"Batı ile kavgalı Türkiye Rusya'yı mutlu ediyor"
6 Ağustos 2018Güvenlik uzmanı Metin Gürcan, Amerikan Senatosu'nun Türkiye’ye F-35 teslimatının durdurulması yönündeki kararı üzerinden Türkiye’nin karşı karşıya bulunduğu savunma risklerini değerlendirdi. Ankara’nın aynı anda ABD ve Rusya’yla kritik savunma işbirliği yürütmesinin imkansız olduğunu söyleyen Gürcan, DW Türkçe’nin sorularını yanıtladı.

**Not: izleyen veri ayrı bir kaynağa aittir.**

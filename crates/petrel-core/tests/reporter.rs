// Copyright © 2025 Lukas Bower
// SPDX-License-Identifier: Apache-2.0
// Purpose: Exercise reporter line atomicity under concurrent writers.
// Author: Lukas Bower

use std::io::{self, Write};
use std::sync::{Arc, Mutex};
use std::thread;

use petrel_core::{Report, Reporter};
use report_wire::{parse_report_line, DataKind, ReportLine};

const WRITERS: usize = 8;
const LINES_PER_WRITER: usize = 64;
const VALUES_PER_LINE: usize = 16;

/// Shared in-memory host channel.
#[derive(Clone, Default)]
struct SharedSink(Arc<Mutex<Vec<u8>>>);

impl SharedSink {
    fn contents(&self) -> String {
        let buffer = self.0.lock().expect("sink lock");
        String::from_utf8(buffer.clone()).expect("utf8 output")
    }
}

impl Write for SharedSink {
    fn write(&mut self, buf: &[u8]) -> io::Result<usize> {
        self.0.lock().expect("sink lock").extend_from_slice(buf);
        Ok(buf.len())
    }

    fn flush(&mut self) -> io::Result<()> {
        Ok(())
    }
}

#[test]
fn concurrent_writers_never_tear_lines() {
    let sink = SharedSink::default();
    let reporter = Arc::new(Reporter::new(sink.clone()));

    let mut handles = Vec::new();
    for writer in 0..WRITERS {
        let reporter = Arc::clone(&reporter);
        handles.push(thread::spawn(move || {
            let name = format!("writer{writer}");
            let values = [writer as u16; VALUES_PER_LINE];
            for _ in 0..LINES_PER_WRITER {
                reporter.u16_array(&name, &values);
            }
        }));
    }
    for handle in handles {
        handle.join().expect("writer thread");
    }

    let output = sink.contents();
    let mut seen = [0usize; WRITERS];
    for line in output.split_terminator("\r\n") {
        let parsed = parse_report_line(line)
            .unwrap_or_else(|| panic!("torn or foreign line: {line:?}"));
        let ReportLine::Data { kind, name, values } = parsed else {
            panic!("unexpected line kind: {line:?}");
        };
        assert_eq!(kind, DataKind::U16);
        let writer: usize = name
            .strip_prefix("writer")
            .and_then(|id| id.parse().ok())
            .unwrap_or_else(|| panic!("unknown writer name: {name:?}"));
        let expected = vec![writer.to_string(); VALUES_PER_LINE].join(",");
        assert_eq!(values, expected, "payload torn for {name}");
        seen[writer] += 1;
    }
    assert_eq!(seen, [LINES_PER_WRITER; WRITERS]);
}

#[test]
fn transaction_lines_interleave_but_stay_whole() {
    let sink = SharedSink::default();
    let reporter = Arc::new(Reporter::new(sink.clone()));

    let mut handles = Vec::new();
    for writer in 0..WRITERS {
        let reporter = Arc::clone(&reporter);
        handles.push(thread::spawn(move || {
            reporter.begin();
            reporter.info(&format!("writer {writer} reporting"));
            reporter.end(true);
        }));
    }
    for handle in handles {
        handle.join().expect("writer thread");
    }

    let output = sink.contents();
    let mut begins = 0;
    let mut ends = 0;
    for line in output.split_terminator("\r\n") {
        match parse_report_line(line) {
            Some(ReportLine::Begin) => begins += 1,
            Some(ReportLine::End { ok: true }) => ends += 1,
            Some(ReportLine::Text { .. }) => {}
            other => panic!("unexpected line {line:?}: {other:?}"),
        }
    }
    assert_eq!(begins, WRITERS);
    assert_eq!(ends, WRITERS);
}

DW Türkçe: F-35'lerin Türk ordusu için anlamı nedir?
Metin Gürcan: ABD F-35 uçaklarıyla birlikte kendisi için ürettiği savunma ve uzay teknolojisini NATO müttefiklerine açtı. F-35, beşinci nesil savaş uçağı ama sadece uçak anlamı taşımıyor. Bir stratejik kültür ve kimlik beyannamesi niteliğinde. Radara yakalanmayan F-35’ler, özel bir NATO savunma ağı yaratıyor. Türk Hava Kuvvetleri F-35 projesini Türkiye’yi uzaya taşıyacak bir proje olarak tanımladı, F-35’lerin sadece hava sahası hakimiyeti için değil Türkiye’nin uluslararası uzay yarışında elini kuvvetlendireceğini duyurdu. Yani siz NATO savunma ağını kullanmazsanız, F-35’i uçaramazsınız. Bu yüzden Türkiye, F-35’lerle birlikte Batı savunma ağının önemli bir parçası olacak.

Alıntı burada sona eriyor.